■ **WORK INSTRUCTION**
When you reach the line containing "let document = converter.parse(&markup)?;" in the records below, start copying exactly, and stop once you have copied the line containing "fs::write(&args.output, svg)?;".

■ **MATERIAL PROVIDED**
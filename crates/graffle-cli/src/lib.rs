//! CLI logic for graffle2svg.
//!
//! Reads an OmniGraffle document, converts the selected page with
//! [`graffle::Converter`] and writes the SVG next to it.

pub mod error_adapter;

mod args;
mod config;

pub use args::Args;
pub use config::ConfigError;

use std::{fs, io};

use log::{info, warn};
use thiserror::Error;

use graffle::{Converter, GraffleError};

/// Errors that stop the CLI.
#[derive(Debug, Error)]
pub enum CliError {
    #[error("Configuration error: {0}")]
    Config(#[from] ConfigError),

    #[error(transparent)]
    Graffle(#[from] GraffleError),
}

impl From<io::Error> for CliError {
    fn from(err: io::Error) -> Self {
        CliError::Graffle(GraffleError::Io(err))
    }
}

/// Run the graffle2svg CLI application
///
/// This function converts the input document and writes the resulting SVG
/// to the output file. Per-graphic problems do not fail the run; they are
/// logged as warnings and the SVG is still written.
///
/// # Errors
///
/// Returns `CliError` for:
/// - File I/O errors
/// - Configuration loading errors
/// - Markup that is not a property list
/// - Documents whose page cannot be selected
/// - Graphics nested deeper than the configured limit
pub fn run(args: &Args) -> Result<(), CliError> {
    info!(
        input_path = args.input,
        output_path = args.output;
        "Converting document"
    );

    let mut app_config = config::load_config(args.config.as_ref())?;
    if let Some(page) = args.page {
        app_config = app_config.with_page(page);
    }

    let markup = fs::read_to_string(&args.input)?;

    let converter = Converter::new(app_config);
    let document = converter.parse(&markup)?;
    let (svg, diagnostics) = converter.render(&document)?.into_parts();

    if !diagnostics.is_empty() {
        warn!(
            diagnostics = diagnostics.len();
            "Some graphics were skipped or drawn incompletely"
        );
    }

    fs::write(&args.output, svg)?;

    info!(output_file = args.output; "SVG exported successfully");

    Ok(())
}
---
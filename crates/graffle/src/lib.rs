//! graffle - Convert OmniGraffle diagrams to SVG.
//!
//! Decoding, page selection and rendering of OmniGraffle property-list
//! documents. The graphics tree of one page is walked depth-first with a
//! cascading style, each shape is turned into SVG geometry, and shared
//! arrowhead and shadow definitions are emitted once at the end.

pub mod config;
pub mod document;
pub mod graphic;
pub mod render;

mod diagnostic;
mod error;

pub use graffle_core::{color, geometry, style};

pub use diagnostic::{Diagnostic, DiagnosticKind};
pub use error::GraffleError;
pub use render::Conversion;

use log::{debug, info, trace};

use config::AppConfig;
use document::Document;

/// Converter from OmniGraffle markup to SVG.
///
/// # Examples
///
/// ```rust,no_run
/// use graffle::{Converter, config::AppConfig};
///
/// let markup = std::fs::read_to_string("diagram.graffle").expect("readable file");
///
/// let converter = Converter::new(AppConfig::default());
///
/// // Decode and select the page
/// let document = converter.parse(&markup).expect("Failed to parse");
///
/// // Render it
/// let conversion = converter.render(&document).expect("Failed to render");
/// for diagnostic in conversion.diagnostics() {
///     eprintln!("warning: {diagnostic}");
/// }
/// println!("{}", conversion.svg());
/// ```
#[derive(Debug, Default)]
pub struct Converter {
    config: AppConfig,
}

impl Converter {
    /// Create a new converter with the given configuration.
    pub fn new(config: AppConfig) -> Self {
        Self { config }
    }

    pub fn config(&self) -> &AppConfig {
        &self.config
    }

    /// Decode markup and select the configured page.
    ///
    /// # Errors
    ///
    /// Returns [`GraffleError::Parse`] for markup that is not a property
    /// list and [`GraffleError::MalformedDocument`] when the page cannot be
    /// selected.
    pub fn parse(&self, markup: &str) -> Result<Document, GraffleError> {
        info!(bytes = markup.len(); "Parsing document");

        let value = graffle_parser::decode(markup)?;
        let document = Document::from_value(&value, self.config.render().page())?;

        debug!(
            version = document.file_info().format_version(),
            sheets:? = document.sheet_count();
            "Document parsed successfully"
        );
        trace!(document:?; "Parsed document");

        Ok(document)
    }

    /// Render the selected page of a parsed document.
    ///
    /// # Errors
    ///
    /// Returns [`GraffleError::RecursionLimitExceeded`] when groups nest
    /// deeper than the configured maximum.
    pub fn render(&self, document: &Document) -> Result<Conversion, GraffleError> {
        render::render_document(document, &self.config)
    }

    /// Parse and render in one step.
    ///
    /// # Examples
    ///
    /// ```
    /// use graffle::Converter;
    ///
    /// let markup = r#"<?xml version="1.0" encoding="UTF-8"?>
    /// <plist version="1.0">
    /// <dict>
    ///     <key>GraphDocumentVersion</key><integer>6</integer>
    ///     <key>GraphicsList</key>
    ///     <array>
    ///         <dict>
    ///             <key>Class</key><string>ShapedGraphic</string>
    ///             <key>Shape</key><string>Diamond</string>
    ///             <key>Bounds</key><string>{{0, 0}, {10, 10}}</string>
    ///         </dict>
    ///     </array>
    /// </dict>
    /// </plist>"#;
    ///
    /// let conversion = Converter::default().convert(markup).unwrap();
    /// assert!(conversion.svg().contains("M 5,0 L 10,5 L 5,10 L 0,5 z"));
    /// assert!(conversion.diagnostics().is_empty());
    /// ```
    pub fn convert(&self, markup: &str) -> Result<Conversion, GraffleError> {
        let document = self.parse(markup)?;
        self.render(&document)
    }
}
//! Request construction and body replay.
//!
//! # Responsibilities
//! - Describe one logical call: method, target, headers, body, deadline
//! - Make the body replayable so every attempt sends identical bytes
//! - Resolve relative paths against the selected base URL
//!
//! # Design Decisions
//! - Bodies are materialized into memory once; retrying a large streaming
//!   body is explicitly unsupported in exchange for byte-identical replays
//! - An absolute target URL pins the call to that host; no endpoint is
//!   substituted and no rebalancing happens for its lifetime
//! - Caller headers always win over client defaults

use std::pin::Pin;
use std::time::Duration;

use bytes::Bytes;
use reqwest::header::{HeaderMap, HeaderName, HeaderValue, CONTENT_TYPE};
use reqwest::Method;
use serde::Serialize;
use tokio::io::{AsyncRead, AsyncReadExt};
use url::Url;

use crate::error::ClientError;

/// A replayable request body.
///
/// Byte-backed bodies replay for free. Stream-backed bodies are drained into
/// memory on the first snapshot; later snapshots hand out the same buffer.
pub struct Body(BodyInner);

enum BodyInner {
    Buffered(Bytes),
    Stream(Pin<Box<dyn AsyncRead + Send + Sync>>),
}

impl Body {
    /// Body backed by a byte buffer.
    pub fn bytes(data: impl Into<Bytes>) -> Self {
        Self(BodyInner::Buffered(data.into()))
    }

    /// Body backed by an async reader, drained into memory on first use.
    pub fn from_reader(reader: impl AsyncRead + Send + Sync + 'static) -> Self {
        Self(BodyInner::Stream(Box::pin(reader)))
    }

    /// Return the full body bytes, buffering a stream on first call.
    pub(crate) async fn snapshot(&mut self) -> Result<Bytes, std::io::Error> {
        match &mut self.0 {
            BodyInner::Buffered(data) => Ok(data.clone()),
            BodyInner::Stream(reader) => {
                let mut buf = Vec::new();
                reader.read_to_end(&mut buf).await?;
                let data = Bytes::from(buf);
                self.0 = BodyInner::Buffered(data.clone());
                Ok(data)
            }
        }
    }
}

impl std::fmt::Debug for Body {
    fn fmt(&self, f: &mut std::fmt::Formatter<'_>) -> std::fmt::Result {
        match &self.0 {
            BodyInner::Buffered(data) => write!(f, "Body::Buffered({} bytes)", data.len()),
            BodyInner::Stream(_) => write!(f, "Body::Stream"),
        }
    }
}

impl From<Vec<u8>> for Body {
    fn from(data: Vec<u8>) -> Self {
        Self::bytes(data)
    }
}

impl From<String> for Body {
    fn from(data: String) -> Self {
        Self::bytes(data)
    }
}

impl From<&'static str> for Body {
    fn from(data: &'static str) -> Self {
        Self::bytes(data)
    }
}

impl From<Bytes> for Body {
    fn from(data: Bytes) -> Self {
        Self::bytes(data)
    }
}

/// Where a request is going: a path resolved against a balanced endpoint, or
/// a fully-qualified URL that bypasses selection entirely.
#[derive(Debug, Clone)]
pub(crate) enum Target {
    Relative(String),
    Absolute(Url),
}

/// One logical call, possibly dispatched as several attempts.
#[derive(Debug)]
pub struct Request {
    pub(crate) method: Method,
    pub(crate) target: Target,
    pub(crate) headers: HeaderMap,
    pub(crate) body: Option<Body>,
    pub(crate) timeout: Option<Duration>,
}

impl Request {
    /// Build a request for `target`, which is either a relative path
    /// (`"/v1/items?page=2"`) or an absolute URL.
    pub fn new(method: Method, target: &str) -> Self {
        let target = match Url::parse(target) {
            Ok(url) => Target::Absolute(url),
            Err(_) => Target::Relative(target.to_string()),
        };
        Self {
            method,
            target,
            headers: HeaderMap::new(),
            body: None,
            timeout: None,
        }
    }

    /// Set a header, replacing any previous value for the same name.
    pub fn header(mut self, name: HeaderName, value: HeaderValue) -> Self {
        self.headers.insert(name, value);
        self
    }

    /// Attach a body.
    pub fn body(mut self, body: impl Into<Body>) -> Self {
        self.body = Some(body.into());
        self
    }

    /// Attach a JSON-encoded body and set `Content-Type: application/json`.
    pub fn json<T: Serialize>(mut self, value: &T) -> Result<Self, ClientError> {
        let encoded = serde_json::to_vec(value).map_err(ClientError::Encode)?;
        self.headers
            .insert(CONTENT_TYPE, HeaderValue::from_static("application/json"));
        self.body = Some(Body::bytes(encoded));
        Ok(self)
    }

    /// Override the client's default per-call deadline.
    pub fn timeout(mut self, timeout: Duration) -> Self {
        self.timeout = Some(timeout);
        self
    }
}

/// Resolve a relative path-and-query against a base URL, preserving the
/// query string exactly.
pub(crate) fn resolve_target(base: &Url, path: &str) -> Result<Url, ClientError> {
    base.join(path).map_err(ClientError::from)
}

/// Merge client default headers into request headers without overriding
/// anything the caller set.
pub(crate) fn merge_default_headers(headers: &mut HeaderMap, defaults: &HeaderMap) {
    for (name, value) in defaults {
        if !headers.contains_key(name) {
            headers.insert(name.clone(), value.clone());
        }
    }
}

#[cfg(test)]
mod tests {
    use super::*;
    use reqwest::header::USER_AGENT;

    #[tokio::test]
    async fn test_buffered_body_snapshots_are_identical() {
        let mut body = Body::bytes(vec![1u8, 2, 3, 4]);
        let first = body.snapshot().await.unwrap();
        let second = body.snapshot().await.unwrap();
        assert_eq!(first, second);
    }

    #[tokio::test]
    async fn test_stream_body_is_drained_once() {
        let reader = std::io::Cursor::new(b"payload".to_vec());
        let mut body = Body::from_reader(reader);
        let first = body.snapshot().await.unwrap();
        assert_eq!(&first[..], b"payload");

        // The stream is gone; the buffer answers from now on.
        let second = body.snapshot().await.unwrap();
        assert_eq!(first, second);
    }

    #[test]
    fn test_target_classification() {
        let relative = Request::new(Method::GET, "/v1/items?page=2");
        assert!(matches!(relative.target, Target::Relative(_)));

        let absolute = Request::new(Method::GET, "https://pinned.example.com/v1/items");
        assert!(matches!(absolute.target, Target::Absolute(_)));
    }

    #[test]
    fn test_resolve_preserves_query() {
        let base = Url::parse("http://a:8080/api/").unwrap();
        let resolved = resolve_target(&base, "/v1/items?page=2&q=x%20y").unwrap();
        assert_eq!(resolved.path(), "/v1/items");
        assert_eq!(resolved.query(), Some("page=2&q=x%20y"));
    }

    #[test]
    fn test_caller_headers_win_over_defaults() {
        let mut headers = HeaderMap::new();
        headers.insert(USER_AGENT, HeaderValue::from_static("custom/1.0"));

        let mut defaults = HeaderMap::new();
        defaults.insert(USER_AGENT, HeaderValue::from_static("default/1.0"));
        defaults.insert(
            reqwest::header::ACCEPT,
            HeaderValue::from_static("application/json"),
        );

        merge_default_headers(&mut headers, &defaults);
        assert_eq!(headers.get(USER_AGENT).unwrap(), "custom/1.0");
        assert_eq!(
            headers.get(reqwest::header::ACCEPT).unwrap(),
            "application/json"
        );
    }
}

■ **OUTPUT FOR THIS EXERCISE**
    let document = converter.parse(&markup)?;
    let (svg, diagnostics) = converter.render(&document)?.into_parts();

    if !diagnostics.is_empty() {
        warn!(
            diagnostics = diagnostics.len();
            "Some graphics were skipped or drawn incompletely"
        );
    }

    fs::write(&args.output, svg)?;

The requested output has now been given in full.